Why Python is so slow and how to speed it up
Take a look under the hood to see where Python’s bottlenecks lie
In this article we’ll discover that Python is not a bad language that is just very slow. It is optimized for the purpose it is built: easy syntax, readable code and a lot of freedom for the developer. These design choices, however, do make Python code slower than other languages like C and Java.
Understanding how Python works under the hood will show us the causes of why it’s slower. Once the causes are clear we can work our way around it. After reading this article you’ll have a clear understanding on:
- how Python is designed and works under the hood
- why these design choices affect execution speed
- how we can work around some of these bottlenecks to increase the speed of our code significantly
This article is split in three parts. In part A we take a look at how Python is designed. Then, in part B see how and why these design choices affect speed. Finally, in part C we’ll learn how to work around the bottlenecks that result from Python’s design and how we can speed up our code significantly.
Let’s go!
Part A — Python’s design
Let’s start off with a definition. Wikipedia describes Python as:
Python is an interpreted, high-level, general-purpose programming language. It is dynamically typed and garbage-collected.
Believe it or not, you’re going to understand the two sentences above after you’ve read this article.
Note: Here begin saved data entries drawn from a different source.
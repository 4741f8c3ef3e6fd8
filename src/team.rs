//! Team records as supplied by the teams data source.
//!
//! Points and fantapunti arrive pre-computed; nothing here derives them.

use serde::{Deserialize, Deserializer, Serialize};

/// A single team row in the league.
#[derive(Debug, Clone, PartialEq, Deserialize, Serialize)]
pub struct Team {
    pub name: String,
    /// Logo URL shown next to the name
    #[serde(default, deserialize_with = "null_as_default")]
    pub image: String,
    pub points: i64,
    /// Secondary score, used only as an alternate sort key (missing or null = 0)
    #[serde(default, deserialize_with = "null_as_default")]
    pub fantapunti: f64,
}

impl Team {
    pub fn new(name: impl Into<String>, points: i64, fantapunti: f64) -> Self {
        Self {
            name: name.into(),
            image: String::new(),
            points,
            fantapunti,
        }
    }
}

/// Contents of the teams data source.
#[derive(Debug, Clone, Default, Deserialize, Serialize)]
pub struct TeamsData {
    #[serde(default, deserialize_with = "null_as_default")]
    pub teams: Vec<Team>,
    /// Set once the season is over
    #[serde(default)]
    pub champion: Option<String>,
    #[serde(default, rename = "endDate")]
    pub end_date: Option<String>,
}

impl TeamsData {
    /// Parse teams data from JSON text.
    pub fn from_json(content: &str) -> serde_json::Result<Self> {
        serde_json::from_str(content)
    }

    /// Whether the season has a non-blank champion.
    pub fn has_champion(&self) -> bool {
        self.champion
            .as_deref()
            .map(|c| !c.trim().is_empty())
            .unwrap_or(false)
    }
}

/// Treat an explicit JSON `null` like a missing key.
fn null_as_default<'de, D, T>(deserializer: D) -> Result<T, D::Error>
where
    D: Deserializer<'de>,
    T: Default + Deserialize<'de>,
{
    Ok(Option::<T>::deserialize(deserializer)?.unwrap_or_default())
}

/// Format a score without a trailing `.0` for whole numbers.
pub fn format_score(value: f64) -> String {
    if value.fract() == 0.0 && value.is_finite() {
        format!("{}", value as i64)
    } else {
        format!("{}", value)
    }
}
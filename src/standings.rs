//! The standings view: sorted, searched, zoned and filtered rows.
//!
//! Building a view runs the same pipeline every time the table is redrawn:
//! sort all teams, apply the search term, number the survivors from 1 and
//! assign each its zone by position, then mark rows hidden by the zone
//! filter. Hidden rows keep their numbers.

use chrono::{Local, NaiveDate};
use serde::Serialize;

use crate::config::LabelsConfig;
use crate::criteria::{sort_teams, SortCriteria};
use crate::data::LeagueData;
use crate::filter::{search_teams, ZoneFilter};
use crate::footer::footer_text_on;
use crate::team::Team;
use crate::zone::{LegendItem, ZoneInfo, ZonesData};

/// What the user asked to see.
#[derive(Debug, Clone, Default, PartialEq, Eq)]
pub struct StandingsQuery {
    pub criteria: SortCriteria,
    pub filter: ZoneFilter,
    pub search: String,
}

impl StandingsQuery {
    pub fn new(criteria: SortCriteria) -> Self {
        Self {
            criteria,
            ..Default::default()
        }
    }

    pub fn with_filter(mut self, filter: ZoneFilter) -> Self {
        self.filter = filter;
        self
    }

    pub fn with_search(mut self, search: impl Into<String>) -> Self {
        self.search = search.into().trim().to_string();
        self
    }
}

/// A numbered table row.
#[derive(Debug, Clone, Serialize)]
pub struct StandingsRow {
    /// 1-indexed rank within the searched list
    pub position: u32,
    pub team: Team,
    pub zone: ZoneInfo,
    /// False when the zone filter hides the row
    pub visible: bool,
}

impl StandingsRow {
    /// CSS class for zoned rows, e.g. `fascia-1-zone`.
    pub fn css_class(&self) -> Option<String> {
        if self.zone.is_none() {
            None
        } else {
            Some(format!("{}-zone", self.zone.normalized))
        }
    }
}

/// Build numbered rows for already ordered teams.
pub fn assign_positions(teams: Vec<Team>, zones: &ZonesData) -> Vec<StandingsRow> {
    teams
        .into_iter()
        .enumerate()
        .map(|(index, team)| {
            let position = index as u32 + 1;
            StandingsRow {
                position,
                zone: zones.zone_for_position(position),
                team,
                visible: true,
            }
        })
        .collect()
}

/// Everything needed to draw the table, legend and footer.
#[derive(Debug, Clone, Serialize)]
pub struct StandingsView {
    pub criteria: SortCriteria,
    pub criteria_label: String,
    pub filter: ZoneFilter,
    pub search: String,
    pub rows: Vec<StandingsRow>,
    pub legend: Vec<LegendItem>,
    pub footer: String,
}

impl StandingsView {
    /// Build the view as of today's local date.
    pub fn build(data: &LeagueData, query: &StandingsQuery, labels: &LabelsConfig) -> Self {
        Self::build_on(data, query, labels, Local::now().date_naive())
    }

    pub fn build_on(
        data: &LeagueData,
        query: &StandingsQuery,
        labels: &LabelsConfig,
        today: NaiveDate,
    ) -> Self {
        let sorted = sort_teams(&data.teams.teams, query.criteria);
        let searched = search_teams(&sorted, &query.search);

        let mut rows = assign_positions(searched, &data.zones);
        for row in &mut rows {
            row.visible = query.filter.matches(&row.zone.normalized);
        }

        Self {
            criteria: query.criteria,
            criteria_label: data.labels.label_for(query.criteria, &labels.no_criteria),
            filter: query.filter.clone(),
            search: query.search.clone(),
            rows,
            legend: data.zones.legend(&labels.show_all),
            footer: footer_text_on(&data.teams, &labels.footer_prefix, today),
        }
    }

    /// True when the search left nothing to show.
    pub fn is_empty(&self) -> bool {
        self.rows.is_empty()
    }

    pub fn visible_rows(&self) -> impl Iterator<Item = &StandingsRow> {
        self.rows.iter().filter(|row| row.visible)
    }

    /// Whether a legend entry is the selected filter.
    pub fn is_selected(&self, item: &LegendItem) -> bool {
        !self.filter.is_all() && item.key == self.filter.key()
    }
}

#[cfg(test)]
mod tests {
    use super::*;
    use crate::criteria::CriteriaLabels;
    use crate::team::TeamsData;
    use crate::zone::Zone;

    fn zone(name: &str, positions: &[u32]) -> Zone {
        Zone {
            name: name.to_string(),
            label: format!("{} label", name),
            color: "#16a34a".to_string(),
            positions: positions.to_vec(),
        }
    }

    fn league() -> LeagueData {
        let mut labels = CriteriaLabels::default();
        labels.insert(SortCriteria::Points, "Punti");

        LeagueData {
            teams: TeamsData {
                teams: vec![
                    Team::new("Dinamo Divano", 20, 900.0),
                    Team::new("Athletic Spritz", 45, 1200.0),
                    Team::new("Sporting Aperitivo", 38, 1300.0),
                    Team::new("Real Divano", 31, 1000.0),
                ],
                champion: None,
                end_date: None,
            },
            zones: ZonesData {
                zones: vec![
                    zone("Champions", &[1]),
                    zone("Championship", &[2]),
                    zone("Retrocessione", &[4]),
                ],
            },
            labels,
        }
    }

    fn today() -> NaiveDate {
        NaiveDate::from_ymd_opt(2026, 4, 12).unwrap()
    }

    fn build(query: &StandingsQuery) -> StandingsView {
        StandingsView::build_on(&league(), query, &LabelsConfig::default(), today())
    }

    #[test]
    fn test_default_view_sorted_by_points_with_zones() {
        let view = build(&StandingsQuery::default());

        let rows: Vec<_> = view
            .rows
            .iter()
            .map(|r| (r.position, r.team.name.as_str(), r.zone.normalized.as_str()))
            .collect();
        assert_eq!(
            rows,
            vec![
                (1, "Athletic Spritz", "champions"),
                (2, "Sporting Aperitivo", "championship"),
                (3, "Real Divano", "none"),
                (4, "Dinamo Divano", "retrocessione"),
            ]
        );
        assert_eq!(view.criteria_label, "Punti");
        assert_eq!(view.footer, "© Info Serie A 12 aprile 2026");
        assert_eq!(view.legend.len(), 4);
    }

    #[test]
    fn test_zones_follow_position_not_team() {
        let view = build(&StandingsQuery::new(SortCriteria::Fantapunti));
        assert_eq!(view.rows[0].team.name, "Sporting Aperitivo");
        assert_eq!(view.rows[0].zone.normalized, "champions");
        assert_eq!(view.criteria_label, "Nessun criterio selezionato");
    }

    #[test]
    fn test_search_renumbers_rows() {
        let view = build(&StandingsQuery::default().with_search("divano"));

        assert_eq!(view.rows.len(), 2);
        assert_eq!(view.rows[0].team.name, "Real Divano");
        assert_eq!(view.rows[0].position, 1);
        assert_eq!(view.rows[0].zone.normalized, "champions");
        assert_eq!(view.rows[1].position, 2);
    }

    #[test]
    fn test_search_without_match_is_empty() {
        let view = build(&StandingsQuery::default().with_search("juventus"));
        assert!(view.is_empty());
        assert_eq!(view.visible_rows().count(), 0);
    }

    #[test]
    fn test_zone_filter_hides_rows_but_keeps_positions() {
        let query = StandingsQuery::default().with_filter(ZoneFilter::from_key("retrocessione"));
        let view = build(&query);

        assert!(!view.is_empty());
        let visible: Vec<_> = view.visible_rows().map(|r| r.position).collect();
        assert_eq!(visible, vec![4]);
    }

    #[test]
    fn test_zone_filter_outside_search_hides_all_rows() {
        let query = StandingsQuery::default()
            .with_search("divano")
            .with_filter(ZoneFilter::from_key("retrocessione"));
        let view = build(&query);

        assert!(!view.is_empty());
        assert_eq!(view.rows.len(), 2);
        assert_eq!(view.visible_rows().count(), 0);
        assert!(view.rows.iter().all(|r| r.position <= 2));
    }

    #[test]
    fn test_champions_filter_includes_championship() {
        let query = StandingsQuery::default().with_filter(ZoneFilter::from_key("champions"));
        let view = build(&query);

        let visible: Vec<_> = view.visible_rows().map(|r| r.team.name.as_str()).collect();
        assert_eq!(visible, vec!["Athletic Spritz", "Sporting Aperitivo"]);

        let selected: Vec<_> = view
            .legend
            .iter()
            .filter(|item| view.is_selected(item))
            .map(|item| item.key.as_str())
            .collect();
        assert_eq!(selected, vec!["champions"]);
    }

    #[test]
    fn test_css_class() {
        let view = build(&StandingsQuery::default());
        assert_eq!(view.rows[0].css_class().as_deref(), Some("champions-zone"));
        assert_eq!(view.rows[2].css_class(), None);
    }
}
This definition provides a nice glance of Python’s design. High-level, interpreted, general-purpose, dynamic typing and the way garbage is collected take away a lot of hassle from the developer.
In the next parts we’ll go through these elements of design, explain what it means for Python’s performance and conclude with a practical example.
Slowness vs waiting
First let’s talk about what we’re trying to measure when we say “slow”. Your code can be slow for a multitude of reasons but not all of them are Python’s fault. Let’s say that there are two types of tasks:
- I/O-tasks
- CPU-tasks
Examples of I/O tasks are writing a file, requesting some data from an API, printing a page; they involve waiting. Although they cause your program to take more time to execute, this is not Python’s fault. It’s just waiting for a response; a faster language cannot wait faster. This kind of slowness is not what we’re trying to solve in this article. As we’ll see later we can thread these types of tasks (also described in this article).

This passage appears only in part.